Geoscience Data Journal
Land surface air temperature is an essential climate variable for understanding rapid global environmental changes. Sparse network coverage prior to the 1950s is a significant source of uncertainty in global climate change evaluations. Recognizing the importance of spatial coverage, more stations are continually being added to global climate networks. A challenge is how to best use the information introduced by the new station observations to enhance our understanding and assessment of global climate states and changes, particularly for times prior to the mid‐20th century. In this study, Data INterpolating Empirical Orthogonal Functions (DINEOF) were used to reconstruct mean monthly air temperatures from the Global Historical Climatology Network‐monthly (GHCNm version 4) over the land surface from 1880 through 2017. The final reconstructed air temperature dataset covers about 95% of the global land surface area, improving the spatial coverage by ~80% during 1880–1900 and by 10%–20% since the 1950s.
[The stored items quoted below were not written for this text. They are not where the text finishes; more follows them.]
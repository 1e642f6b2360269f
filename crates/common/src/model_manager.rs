//! Model Manager for automatic model downloading
//!
//! Resolves Whisper model names to ggml files and fetches missing ones from
//! the whisper.cpp model repository.

use crate::{Result, VoiceTranscriptError};
use indicatif::{ProgressBar, ProgressStyle};
use reqwest::Client;
use sha2::{Digest, Sha256};
use std::path::{Path, PathBuf};
use tokio::fs;
use tokio::io::AsyncWriteExt;
use tracing::{info, warn};

const MODEL_BASE_URL: &str = "https://huggingface.co/ggerganov/whisper.cpp/resolve/main";

/// Whisper model information
#[derive(Debug, Clone)]
pub struct WhisperModel {
    /// Model name (e.g., "tiny", "base", "small")
    pub name: String,

    /// Approximate file size in bytes
    pub size: u64,

    /// SHA256 hash for verification
    pub sha256: Option<String>,

    /// Download URL
    pub url: String,
}

impl WhisperModel {
    fn new(name: &str, size_mb: u64) -> Self {
        Self {
            name: name.to_string(),
            size: size_mb * 1024 * 1024,
            sha256: None,
            url: format!("{}/ggml-{}.bin", MODEL_BASE_URL, name),
        }
    }

    /// Get model filename
    pub fn filename(&self) -> String {
        format!("ggml-{}.bin", self.name)
    }

    /// Get size in MB
    pub fn size_mb(&self) -> f64 {
        self.size as f64 / 1024.0 / 1024.0
    }
}

/// Available Whisper models
pub fn available_whisper_models() -> Vec<WhisperModel> {
    vec![
        WhisperModel::new("tiny", 75),
        WhisperModel::new("tiny.en", 75),
        WhisperModel::new("base", 142),
        WhisperModel::new("base.en", 142),
        WhisperModel::new("small", 466),
        WhisperModel::new("medium", 1500),
        WhisperModel::new("large-v3", 3100),
    ]
}

/// Model Manager
pub struct ModelManager {
    models_dir: PathBuf,
    client: Client,
}

impl ModelManager {
    /// Create new model manager
    pub fn new(models_dir: PathBuf) -> Result<Self> {
        let client = Client::builder()
            .timeout(std::time::Duration::from_secs(3600)) // 1 hour for large downloads
            .build()
            .map_err(|e| {
                VoiceTranscriptError::network(format!("Failed to create HTTP client: {}", e))
            })?;

        Ok(Self { models_dir, client })
    }

    /// Get default models directory
    pub fn default_models_dir() -> PathBuf {
        #[cfg(target_os = "linux")]
        {
            if let Some(home) = std::env::var_os("HOME") {
                return PathBuf::from(home).join(".cache/voicetranscript/models");
            }
        }

        #[cfg(target_os = "macos")]
        {
            if let Some(home) = std::env::var_os("HOME") {
                return PathBuf::from(home).join("Library/Caches/voicetranscript/models");
            }
        }

        #[cfg(target_os = "windows")]
        {
            if let Some(local_app_data) = std::env::var_os("LOCALAPPDATA") {
                return PathBuf::from(local_app_data).join("voicetranscript\\models");
            }
        }

        // Fallback
        PathBuf::from("models")
    }

    pub fn models_dir(&self) -> &Path {
        &self.models_dir
    }

    /// Path a model would be stored at, whether or not it exists
    pub fn model_path(&self, model_name: &str) -> PathBuf {
        self.models_dir.join(format!("ggml-{}.bin", model_name))
    }

    /// Ensure Whisper model exists, download if missing
    pub async fn ensure_whisper_model(&self, model_name: &str) -> Result<PathBuf> {
        let model_path = self.model_path(model_name);

        if model_path.exists() {
            info!("Model already exists: {}", model_path.display());
            return Ok(model_path);
        }

        info!("Model not found, downloading: {}", model_name);

        let models = available_whisper_models();
        let model_info = models
            .iter()
            .find(|m| m.name == model_name)
            .ok_or_else(|| VoiceTranscriptError::config(format!("Unknown model: {}", model_name)))?;

        self.download_model(model_info, &model_path).await?;

        Ok(model_path)
    }

    /// Download model from URL
    pub async fn download_model(&self, model: &WhisperModel, dest: &Path) -> Result<()> {
        info!(
            "Downloading {} ({:.1} MB) from {}",
            model.filename(),
            model.size_mb(),
            model.url
        );

        if let Some(parent) = dest.parent() {
            fs::create_dir_all(parent).await?;
        }

        let pb = ProgressBar::new(model.size);
        pb.set_style(
            ProgressStyle::default_bar()
                .template("[{elapsed_precise}] [{bar:40.cyan/blue}] {bytes}/{total_bytes} ({eta})")
                .map_err(|e| {
                    VoiceTranscriptError::internal(format!("Invalid progress template: {}", e))
                })?
                .progress_chars("#>-"),
        );

        let response = self
            .client
            .get(&model.url)
            .send()
            .await
            .map_err(|e| VoiceTranscriptError::network(format!("Failed to download: {}", e)))?;

        if !response.status().is_success() {
            return Err(VoiceTranscriptError::network(format!(
                "Download failed with status: {}",
                response.status()
            )));
        }

        // Write to temporary file first
        let temp_path = dest.with_extension("tmp");
        write_stream(response.bytes_stream(), &temp_path, |downloaded| {
            pb.set_position(downloaded)
        })
        .await?;
        pb.finish_with_message("Download complete");

        let metadata = fs::metadata(&temp_path).await?;
        if metadata.len() < model.size / 2 {
            fs::remove_file(&temp_path).await?;
            return Err(VoiceTranscriptError::network(format!(
                "Downloaded file is too small ({} bytes, expected ~{} bytes)",
                metadata.len(),
                model.size
            )));
        }

        if !self.verify_model(&temp_path, model.sha256.as_deref()).await? {
            fs::remove_file(&temp_path).await?;
            return Err(VoiceTranscriptError::network(format!(
                "Checksum mismatch for {}",
                model.filename()
            )));
        }

        fs::rename(&temp_path, dest).await?;

        info!("Download successful: {}", dest.display());

        Ok(())
    }

    /// Verify model integrity
    pub async fn verify_model(&self, path: &Path, expected_hash: Option<&str>) -> Result<bool> {
        if !path.exists() {
            return Ok(false);
        }

        // If no hash provided, just check file exists
        let Some(expected) = expected_hash else {
            return Ok(true);
        };

        info!("Verifying model: {}", path.display());

        let data = fs::read(path).await?;
        let mut hasher = Sha256::new();
        hasher.update(&data);
        let hash = format!("{:x}", hasher.finalize());

        if hash != expected {
            warn!("Model hash mismatch for {}: {}", path.display(), hash);
        }

        Ok(hash == expected)
    }

    /// List installed models
    pub async fn list_installed_models(&self) -> Result<Vec<String>> {
        if !self.models_dir.exists() {
            return Ok(Vec::new());
        }

        let mut models = Vec::new();
        let mut entries = fs::read_dir(&self.models_dir).await?;

        while let Some(entry) = entries.next_entry().await? {
            let path = entry.path();
            if path.extension().and_then(|s| s.to_str()) == Some("bin") {
                if let Some(name) = path.file_stem().and_then(|s| s.to_str()) {
                    if let Some(model) = name.strip_prefix("ggml-") {
                        models.push(model.to_string());
                    }
                }
            }
        }

        models.sort();
        Ok(models)
    }
}

/// Stream chunks into `path`, reporting the running byte count.
///
/// A partially written file is removed when the stream or a write fails.
async fn write_stream<S, B, E>(stream: S, path: &Path, mut progress: impl FnMut(u64)) -> Result<u64>
where
    S: futures::Stream<Item = std::result::Result<B, E>>,
    B: AsRef<[u8]>,
    E: std::fmt::Display,
{
    use futures::StreamExt;

    async fn copy<S, B, E>(stream: S, path: &Path, progress: &mut impl FnMut(u64)) -> Result<u64>
    where
        S: futures::Stream<Item = std::result::Result<B, E>>,
        B: AsRef<[u8]>,
        E: std::fmt::Display,
    {
        let mut file = fs::File::create(path).await?;
        let mut written: u64 = 0;
        futures::pin_mut!(stream);

        while let Some(chunk) = stream.next().await {
            let chunk = chunk
                .map_err(|e| VoiceTranscriptError::network(format!("Download error: {}", e)))?;
            file.write_all(chunk.as_ref()).await?;
            written += chunk.as_ref().len() as u64;
            progress(written);
        }

        file.sync_all().await?;
        Ok(written)
    }

    let outcome = copy(stream, path, &mut progress).await;
    if outcome.is_err() {
        if let Err(e) = fs::remove_file(path).await {
            if e.kind() != std::io::ErrorKind::NotFound {
                warn!("Failed to remove partial download {}: {}", path.display(), e);
            }
        }
    }
    outcome
}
Validation tests show that the mean absolute error of the reconstructed data is less than 0.82°C. Comparison with the Coupled Model Intercomparison Project Phase 5 (CMIP5) climate model output shows that the reconstructed dataset substantially reduces the bias in global datasets caused by sparse station coverage, particularly before the 1950s.
Wang, Kang and Clow, Gary, "Reconstructed global monthly land air temperature dataset (1880-2017)" (2019). University Libraries Open Access Fund Supported Publications. 111.